Did you know?
The education loan market in India has seen significant growth over the past decade. As of 2024, the market is valued at approximately INR 1.2 lakh crore (USD 16 billion). The Compound Annual Growth Rate (CAGR) for education loans in India has been around 12% over the last five years.
Interesting, right? But, why?
In India, education isn’t just a pathway to personal growth—it’s a ticket to success and a better future. With prestigious institutions and competitive programs, the demand for quality education is sky-high. However, this excellence comes at a price. Higher education costs have been steadily rising at 10% or more, making it challenging for many families to afford without financial assistance. That’s where student loans come into play, bridging the gap between your dreams and reality.
This blog aims to guide you in selecting the best student loan options available in India. Whether you’re aiming for an engineering degree, a medical seat, or an international MBA, This page will provide you with insights and tips to ensure you make an informed choice. Let’s dive in and find the perfect loan to fuel your educational journey!
What is a student loan?
A student loan is financial aid specifically for education expenses. It covers tuition, books, and living costs. In India, banks and financial institutions offer these loans. The interest rates for student loans in India range from 8% to 15%. As of 2023, over 3.5 lakh students avail student loans annually.

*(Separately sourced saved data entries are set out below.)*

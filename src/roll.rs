// Roll animation state machine: Idle -> Animating -> Settled -> Idle.
use crate::{
    error::GachaError,
    pool::PoolItem,
};
use rand::Rng;
use std::{
    future::pending,
    sync::Arc,
    time::Duration,
};
use tokio::{
    sync::Notify,
    time::{
        self,
        Instant,
        Interval,
    },
};

pub const MIN_ANIMATION_MS: u64 = 5_000;
pub const MAX_ANIMATION_MS: u64 = 7_000;
pub const PREVIEW_FRAME_MS: u64 = 120;
pub const MIN_ROLL_COUNT: u32 = 1;
pub const MAX_ROLL_COUNT: u32 = 10_000;

pub fn clamp_roll_count(requested: u32) -> u32 {
    requested.clamp(MIN_ROLL_COUNT, MAX_ROLL_COUNT)
}

#[derive(Clone, Debug, PartialEq, Eq)]
pub struct RollOutcome {
    pub first: PoolItem,
    pub total: u32,
}

enum Phase {
    Idle,
    Animating {
        requested: u32,
        deadline: Instant,
        // Owned by the phase so dropping the variant always clears the
        // recurring preview timer.
        frames: Interval,
    },
    Settled(RollOutcome),
}

/// What the animation wait resolved to.
#[derive(Debug, PartialEq, Eq)]
pub enum Step {
    /// Time for the next cosmetic preview frame.
    Preview,
    /// The animation window elapsed (or was skipped); commit the draws now.
    Commit,
}

pub struct RollOrchestrator {
    phase: Phase,
    skip: Arc<Notify>,
}

impl RollOrchestrator {
    pub fn new() -> Self {
        Self {
            phase: Phase::Idle,
            skip: Arc::new(Notify::new()),
        }
    }

    pub fn is_idle(&self) -> bool {
        matches!(self.phase, Phase::Idle)
    }

    pub fn is_animating(&self) -> bool {
        matches!(self.phase, Phase::Animating { .. })
    }

    pub fn settled(&self) -> Option<&RollOutcome> {
        match &self.phase {
            Phase::Settled(outcome) => Some(outcome),
            _ => None,
        }
    }

    pub fn requested(&self) -> Option<u32> {
        match &self.phase {
            Phase::Animating { requested, .. } => Some(*requested),
            _ => None,
        }
    }

    /// Arm the animation: one duration drawn per roll from the bounded
    /// range, preview frames on a short fixed interval. Re-entrant starts
    /// are refused; a settled result must be acknowledged first.
    pub fn begin<R: Rng + ?Sized>(
        &mut self,
        requested: u32,
        rng: &mut R,
    ) -> Result<(), GachaError> {
        if !self.is_idle() {
            return Err(GachaError::RollInProgress);
        }
        let duration =
            Duration::from_millis(rng.random_range(MIN_ANIMATION_MS..=MAX_ANIMATION_MS));
        self.phase = Phase::Animating {
            requested: clamp_roll_count(requested),
            deadline: Instant::now() + duration,
            frames: time::interval(Duration::from_millis(PREVIEW_FRAME_MS)),
        };
        Ok(())
    }

    /// Wait for the next animation event. Pends forever outside of
    /// `Animating`, so this is safe to park in a `select!` arm. The
    /// deadline and the skip token both win over a due preview frame.
    pub async fn step(&mut self) -> Step {
        let Phase::Animating {
            deadline, frames, ..
        } = &mut self.phase
        else {
            return pending().await;
        };
        tokio::select! {
            biased;
            _ = time::sleep_until(*deadline) => Step::Commit,
            _ = self.skip.notified() => Step::Commit,
            _ = frames.tick() => Step::Preview,
        }
    }

    /// Transition to `Settled`, dropping the preview timer with the old
    /// phase.
    pub fn settle(&mut self, outcome: RollOutcome) {
        self.phase = Phase::Settled(outcome);
    }

    /// Back to `Idle` without settling, clearing any armed timers. Used
    /// when a roll cannot commit.
    pub fn abort(&mut self) {
        self.phase = Phase::Idle;
    }

    /// A click on a settled result only dismisses it. Returns whether a
    /// result was dismissed.
    pub fn acknowledge(&mut self) -> bool {
        if matches!(self.phase, Phase::Settled(_)) {
            self.phase = Phase::Idle;
            true
        } else {
            false
        }
    }

    pub fn skip_handle(&self) -> SkipHandle {
        SkipHandle(Arc::clone(&self.skip))
    }
}

impl Default for RollOrchestrator {
    fn default() -> Self {
        Self::new()
    }
}

/// Cancellation token for the animation phase only: cutting the wait short
/// never cancels the committed outcome.
#[derive(Clone)]
pub struct SkipHandle(Arc<Notify>);

impl SkipHandle {
    pub fn skip(&self) {
        self.0.notify_waiters();
    }
}
//! Gather types

use crate::harvest::HarvestStats;
use crate::schema::{count_leaves, SynthesisOptions};
use crate::types::SchemaFormat;
use serde_json::Value;

/// Options for discover mode
#[derive(Debug, Clone, Copy, Default, PartialEq, Eq)]
pub struct DiscoverOptions {
    /// Encoding of the written schema
    pub format: SchemaFormat,
    /// Header synthesis options
    pub synthesis: SynthesisOptions,
}

impl DiscoverOptions {
    /// Create default options
    pub fn new() -> Self {
        Self::default()
    }

    /// Set the output encoding
    #[must_use]
    pub fn with_format(mut self, format: SchemaFormat) -> Self {
        self.format = format;
        self
    }

    /// Set the synthesis options
    #[must_use]
    pub fn with_synthesis(mut self, synthesis: SynthesisOptions) -> Self {
        self.synthesis = synthesis;
        self
    }
}

/// Statistics for a gather run
#[derive(Debug, Clone, Copy, Default, PartialEq, Eq)]
pub struct GatherStats {
    /// Harvest counters
    pub harvest: HarvestStats,
    /// Lines written to the sink, header included
    pub lines_written: u64,
    /// Leaf count of the retained sample (discover mode)
    pub sample_leaves: Option<usize>,
    /// Duration in milliseconds
    pub duration_ms: u64,
}

/// The record with the most traversal leaves seen so far
///
/// Ties keep the earlier record.
#[derive(Debug, Clone, Default, PartialEq)]
pub struct RichestSample {
    best: Option<(usize, Value)>,
}

impl RichestSample {
    /// Create an empty sample
    pub fn new() -> Self {
        Self::default()
    }

    /// Offer a record; returns true if it became the new best
    pub fn offer(&mut self, record: Value) -> bool {
        let leaves = count_leaves(&record);
        self.offer_counted(leaves, record)
    }

    fn offer_counted(&mut self, leaves: usize, record: Value) -> bool {
        match &self.best {
            Some((best, _)) if leaves <= *best => false,
            _ => {
                self.best = Some((leaves, record));
                true
            }
        }
    }

    /// Combine with a sample drawn from records that came later
    ///
    /// `a.merge(b).merge(c) == a.merge(b.merge(c))`, so partial samples can
    /// be folded in window order.
    #[must_use]
    pub fn merge(mut self, later: Self) -> Self {
        if let Some((leaves, record)) = later.best {
            self.offer_counted(leaves, record);
        }
        self
    }

    /// Leaf count of the retained record
    pub fn leaf_count(&self) -> Option<usize> {
        self.best.as_ref().map(|(leaves, _)| *leaves)
    }

    /// The retained record
    pub fn record(&self) -> Option<&Value> {
        self.best.as_ref().map(|(_, record)| record)
    }

    /// Take the retained record
    pub fn into_record(self) -> Option<Value> {
        self.best.map(|(_, record)| record)
    }

    /// Check whether any record was offered
    pub fn is_empty(&self) -> bool {
        self.best.is_none()
    }
}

The loan amount depends on the course and institution. For studies in India, the maximum loan amount is ₹10-15 lakhs. For international studies, it can go up to ₹80 lakhs or more.
Repayment usually starts after the course completion. There is a moratorium period, typically 6 months to a year. During this period, repayment is not required. Student loans can be secured or unsecured. Secured loans need collateral, while unsecured loans do not.
Student loans are a crucial tool to make higher education accessible. They ensure that financial constraints don’t hinder your educational goals.
Types of student loans available in India
Secured vs. Unsecured Loans
Secured loans require collateral, such as property or fixed deposits. They usually offer lower interest rates and higher loan amounts. Unsecured loans don’t need collateral but may have higher interest rates and lower loan limits. Both types have their advantages, and the choice depends on your financial situation and risk tolerance.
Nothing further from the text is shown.